As Frederick Frankenstein, A.J. Holmes masters geeky gaucheness and by turns startles us with wit, captivates us with spirit, and endears us with heart. Fred Frankenstein is the archetypal mad scientist, and Holmes jumps into that zany character tradition with both purist-satisfying reverence and individual flair.

As  Frankenstein’s  right-hand hunchback Igor, Christopher Timson alternates between the disturbing and the adorable as he delivers Igor’s nimble physical comedy and manner of overzealous servitude. Silvery soprano and standard Broadway blonde Elizabeth Pawlowski shines, too, as lab-assistant-turned-love-interest Inga, in whom sweetness coexists with seduction to bewitching effect.

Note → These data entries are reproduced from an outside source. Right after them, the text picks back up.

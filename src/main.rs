//! LinkHub server: signed short links and job status tracking.
//!
//! Main entry point that wires all crates together and starts the server.

use std::net::SocketAddr;
use std::time::Duration;

use tokio::sync::watch;
use tracing_subscriber::{EnvFilter, fmt};

use linkhub_api::{AppState, build_app, spawn_maintenance};
use linkhub_core::config::AppConfig;
use linkhub_core::error::AppError;

#[tokio::main]
async fn main() {
    let config = match load_configuration() {
        Ok(c) => c,
        Err(e) => {
            eprintln!("Failed to load configuration: {e}");
            std::process::exit(1);
        }
    };

    init_logging(&config);

    if let Err(e) = run(config).await {
        tracing::error!(error = %e, "Server error");
        std::process::exit(1);
    }
}

/// Load configuration from `config/` files and the environment
fn load_configuration() -> Result<AppConfig, AppError> {
    match std::env::var("LINKHUB_CONFIG") {
        Ok(path) => AppConfig::load_file(&path),
        Err(_) => {
            let env = std::env::var("LINKHUB_ENV").unwrap_or_else(|_| "development".to_string());
            AppConfig::load(&env)
        }
    }
}

/// Initialize tracing/logging
fn init_logging(config: &AppConfig) {
    let filter =
        EnvFilter::try_from_default_env().unwrap_or_else(|_| EnvFilter::new(&config.logging.level));

    match config.logging.format.as_str() {
        "json" => {
            fmt()
                .json()
                .with_env_filter(filter)
                .with_target(true)
                .with_thread_ids(true)
                .init();
        }
        _ => {
            fmt()
                .pretty()
                .with_env_filter(filter)
                .with_target(true)
                .init();
        }
    }
}

/// Main server run function
async fn run(config: AppConfig) -> Result<(), AppError> {
    tracing::info!("Starting LinkHub v{}", env!("CARGO_PKG_VERSION"));

    for warning in config.warnings() {
        tracing::warn!("{warning}");
    }

    let addr = format!("{}:{}", config.server.host, config.server.port);
    let grace = Duration::from_secs(config.server.shutdown_grace_seconds);

    let state = AppState::from_config(config);
    let maintenance = spawn_maintenance(state.clone(), linkhub_api::app::SWEEP_INTERVAL);
    let app = build_app(state);

    let listener = tokio::net::TcpListener::bind(&addr)
        .await
        .map_err(|e| AppError::internal(format!("Failed to bind {addr}: {e}")))?;

    tracing::info!("LinkHub server listening on {}", addr);

    let (shutdown_tx, mut shutdown_rx) = watch::channel(false);
    let server = axum::serve(
        listener,
        app.into_make_service_with_connect_info::<SocketAddr>(),
    )
    .with_graceful_shutdown(async move {
        shutdown_signal().await;
        tracing::info!("Shutdown signal received, starting graceful shutdown...");
        let _ = shutdown_tx.send(true);
    });
    let mut server = tokio::spawn(async move { server.await });

    // Resolves on the signal, or early if the server stops by itself.
    let _ = shutdown_rx.changed().await;

    let served = match tokio::time::timeout(grace, &mut server).await {
        Ok(joined) => joined
            .map_err(|e| AppError::internal(format!("Server task failed: {e}")))?
            .map_err(|e| AppError::internal(format!("Server error: {e}"))),
        Err(_) => {
            tracing::warn!(
                grace_seconds = grace.as_secs(),
                "Connections still open after grace period, aborting"
            );
            server.abort();
            Ok(())
        }
    };

    maintenance.abort();
    served?;

    tracing::info!("LinkHub server shut down gracefully");
    Ok(())
}

/// Wait for shutdown signal (Ctrl+C or SIGTERM)
async fn shutdown_signal() {
    let ctrl_c = async {
        if let Err(e) = tokio::signal::ctrl_c().await {
            tracing::error!(error = %e, "Failed to install Ctrl+C handler");
            std::future::pending::<()>().await;
        }
    };

    #[cfg(unix)]
    let terminate = async {
        match tokio::signal::unix::signal(tokio::signal::unix::SignalKind::terminate()) {
            Ok(mut signal) => {
                signal.recv().await;
            }
            Err(e) => {
                tracing::error!(error = %e, "Failed to install SIGTERM handler");
                std::future::pending::<()>().await;
            }
        }
    };

    #[cfg(not(unix))]
    let terminate = std::future::pending::<()>();

    tokio::select! {
        _ = ctrl_c => {},
        _ = terminate => {},
    }
}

Under the sway of such talent, in spite of our declarations of more sophisticated taste, so often we turn to Broadway for that gaudy release, that absolute absorption and escape into a world of unparalleled glamour and scale—with its sweeping coordination of light, space, movement, and song; its jazz squares, Charlestons, and kick lines; its top hats, canes, and tuxedoes.

This is the world of Young Frankenstein, a world meant to achieve nothing more than delight. It is a world in which even the most analytical viewer can’t help but surrender the mind to the spectacle and, for once, to sit back, relax, enjoy the show, and drink from the absurd extravaganza.